Il nuovo studio è ricorso a un meccanismo di brain-imaging che funziona con la tomografia a emissione di positroni (PET scanner) che attaccano e mettono in evidenza i depositi di beta amiloide, la proteina spesso ritenuta il fattore di accesso al morbo di Alzheimer. I ricercatori hanno coinvolto 65 sessantenni sani che hanno risposto alle domande di un test che misurava il livello di attività mentale in base ai diversi periodi della propria vita a partire dai sei anni. Le domande indagavano l’abitudine a leggere quotidiani, libri, scrivere mail o lettere e il ricorso a giochi.
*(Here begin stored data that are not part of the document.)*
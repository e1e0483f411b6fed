//! XML sitemap adapter
//!
//! Every `<url><loc>` entry is fetched as an HTML page and indexed with its
//! title and meta description. Entries whose page cannot be fetched are
//! skipped without retry.

use crate::crawler::{fetch_text, parse_page_metadata};
use crate::sources::{FetchOutcome, Skip, SkipReason, SourceAdapter, SourceKind};
use crate::storage::PageRecord;
use futures::stream::{self, LocalBoxStream, StreamExt};
use quick_xml::events::Event;
use quick_xml::Reader;
use reqwest::Client;

/// Adapter for XML sitemaps
#[derive(Debug, Clone)]
pub struct SitemapAdapter {
    client: Client,
}

impl SitemapAdapter {
    pub fn new(client: Client) -> Self {
        Self { client }
    }

    async fn list_locations(&self, sitemap_url: &str) -> Result<Vec<String>, Skip> {
        let body = fetch_text(&self.client, sitemap_url)
            .await
            .map_err(|failure| Skip::new(sitemap_url, failure.into()))?;

        let locations = parse_sitemap(&body).map_err(|e| {
            Skip::new(sitemap_url, SkipReason::Malformed(format!("invalid XML: {}", e)))
        })?;

        tracing::debug!("Sitemap {} lists {} pages", sitemap_url, locations.len());
        Ok(locations)
    }

    async fn fetch_page(&self, page_url: String) -> FetchOutcome {
        match fetch_text(&self.client, &page_url).await {
            Ok(body) => {
                let metadata = parse_page_metadata(&body);
                FetchOutcome::Fetched(PageRecord {
                    link: page_url,
                    title: metadata.title,
                    description: metadata.description,
                    pages: Vec::new(),
                })
            }
            Err(failure) => Skip::new(page_url, failure.into()).into(),
        }
    }
}

impl SourceAdapter for SitemapAdapter {
    fn kind(&self) -> SourceKind {
        SourceKind::Sitemap
    }

    fn fetch<'a>(&'a self, source_url: &'a str) -> LocalBoxStream<'a, FetchOutcome> {
        stream::once(self.list_locations(source_url))
            .flat_map(move |listing| match listing {
                Ok(locations) => stream::iter(locations)
                    .then(move |location| self.fetch_page(location))
                    .boxed_local(),
                Err(skip) => stream::iter([FetchOutcome::Skipped(skip)]).boxed_local(),
            })
            .boxed_local()
    }
}

/// Extracts page URLs from a sitemap document
///
/// Only the first `<loc>` of each `<url>` entry counts, so extension elements
/// such as `<image:loc>` and the `<sitemap><loc>` entries of a sitemap index
/// are ignored.
pub fn parse_sitemap(xml: &str) -> Result<Vec<String>, quick_xml::Error> {
    let mut reader = Reader::from_str(xml);
    reader.config_mut().trim_text(true);

    let mut locations = Vec::new();
    let mut in_url = false;
    let mut in_loc = false;
    let mut seen_loc = false;
    let mut current = String::new();

    loop {
        match reader.read_event()? {
            Event::Start(e) => match e.local_name().as_ref() {
                b"url" => {
                    in_url = true;
                    seen_loc = false;
                }
                b"loc" if in_url && !seen_loc => {
                    in_loc = true;
                    current.clear();
                }
                _ => {}
            },
            Event::End(e) => match e.local_name().as_ref() {
                b"url" => in_url = false,
                b"loc" if in_loc => {
                    in_loc = false;
                    seen_loc = true;
                    let location = current.trim();
                    if !location.is_empty() {
                        locations.push(location.to_string());
                    }
                }
                _ => {}
            },
            Event::Text(text) if in_loc => current.push_str(&text.unescape()?),
            Event::CData(data) if in_loc => {
                current.push_str(&String::from_utf8_lossy(&data.into_inner()))
            }
            Event::Eof => break,
            _ => {}
        }
    }

    Ok(locations)
}
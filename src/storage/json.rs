//! JSON file index store
//!
//! The index is a single JSON array of page records, pretty-printed with a
//! four-space indent. Saves are written to a sibling temporary file and
//! renamed over the target so a crash mid-write leaves the previous index
//! intact.

use crate::storage::merge::{merge_records, ScalarMerge};
use crate::storage::traits::{IndexStore, StorageError, StorageResult, UpsertOutcome};
use crate::storage::PageRecord;
use serde::Serialize;
use std::fs::{OpenOptions, Permissions};
use std::io::{ErrorKind, Write};
use std::path::{Path, PathBuf};
use tempfile::NamedTempFile;

/// An index persisted as one JSON file
#[derive(Debug, Clone)]
pub struct JsonIndexStore {
    path: PathBuf,
    policy: ScalarMerge,
}

impl JsonIndexStore {
    /// Creates a store for the index at `path`
    ///
    /// Nothing is read or written until the first operation.
    pub fn new(path: impl Into<PathBuf>, policy: ScalarMerge) -> Self {
        Self {
            path: path.into(),
            policy,
        }
    }

    pub fn path(&self) -> &Path {
        &self.path
    }

    fn parent_dir(&self) -> &Path {
        match self.path.parent() {
            Some(parent) if !parent.as_os_str().is_empty() => parent,
            _ => Path::new("."),
        }
    }

    /// Permissions the index file should keep across saves
    ///
    /// An existing index keeps its mode. A new one gets the mode of a plain
    /// file creation, so the process umask applies.
    fn target_permissions(&self) -> std::io::Result<Permissions> {
        match std::fs::metadata(&self.path) {
            Ok(metadata) => Ok(metadata.permissions()),
            Err(e) if e.kind() == ErrorKind::NotFound => {
                let file = OpenOptions::new()
                    .write(true)
                    .create(true)
                    .open(&self.path)?;
                Ok(file.metadata()?.permissions())
            }
            Err(e) => Err(e),
        }
    }

    fn write_error(&self, source: std::io::Error) -> StorageError {
        StorageError::Write {
            path: self.path.clone(),
            source,
        }
    }
}

impl IndexStore for JsonIndexStore {
    fn load(&self) -> StorageResult<Vec<PageRecord>> {
        let content = match std::fs::read_to_string(&self.path) {
            Ok(content) => content,
            Err(e) if e.kind() == ErrorKind::NotFound => {
                tracing::debug!("Index {} does not exist yet", self.path.display());
                return Ok(Vec::new());
            }
            Err(source) => {
                return Err(StorageError::Read {
                    path: self.path.clone(),
                    source,
                })
            }
        };

        if content.trim().is_empty() {
            return Ok(Vec::new());
        }

        serde_json::from_str(&content).map_err(|source| StorageError::Corrupt {
            path: self.path.clone(),
            source,
        })
    }

    fn upsert(&mut self, record: PageRecord) -> StorageResult<UpsertOutcome> {
        let mut records = self.load()?;

        let outcome = match records.iter_mut().find(|r| r.link == record.link) {
            Some(existing) => {
                merge_records(existing, record, self.policy);
                UpsertOutcome::Merged
            }
            None => {
                records.push(record);
                UpsertOutcome::Inserted
            }
        };

        self.save(&records)?;
        Ok(outcome)
    }

    fn save(&mut self, records: &[PageRecord]) -> StorageResult<()> {
        let dir = self.parent_dir().to_path_buf();
        std::fs::create_dir_all(&dir).map_err(|e| self.write_error(e))?;

        let mut buffer = Vec::new();
        let formatter = serde_json::ser::PrettyFormatter::with_indent(b"    ");
        let mut serializer = serde_json::Serializer::with_formatter(&mut buffer, formatter);
        records.serialize(&mut serializer)?;
        buffer.push(b'\n');

        let mut file = NamedTempFile::new_in(&dir).map_err(|e| self.write_error(e))?;
        file.write_all(&buffer).map_err(|e| self.write_error(e))?;
        file.as_file().sync_all().map_err(|e| self.write_error(e))?;

        // Temp files are created owner-only
        let permissions = self.target_permissions().map_err(|e| self.write_error(e))?;
        file.as_file()
            .set_permissions(permissions)
            .map_err(|e| self.write_error(e))?;
        file.persist(&self.path)
            .map_err(|e| self.write_error(e.error))?;

        tracing::trace!(
            "Wrote {} records to {}",
            records.len(),
            self.path.display()
        );
        Ok(())
    }
}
In seguito i partecipanti sono stati sottoposti a numerosi esami per valutarne memoria e capacità di pensiero; i loro cervelli sono stati esaminati con il nuovo tracciante, per cercare i depositi di amiloide. Il team di ricercatori ha confrontato le scansioni del cervello di dieci pazienti affetti da Alzheimer e di undici soggetti sani, riscontrando che le persone mentalmente più attive avevano più bassi livelli di amiloide beta, rispetto ai soggetti meno attivi. «Quello che i nostri dati suggeriscono – dichiara Susan Landau, che ha lavorato allo studio - è che una vita intera trascorsa a impegnarsi in queste attività ha un effetto cruciale nel mantenersi cognitivamente attivi in età avanzata. Molto probabilmente l'amiloide inizia ad accumularsi molti anni prima della comparsa dei sintomi».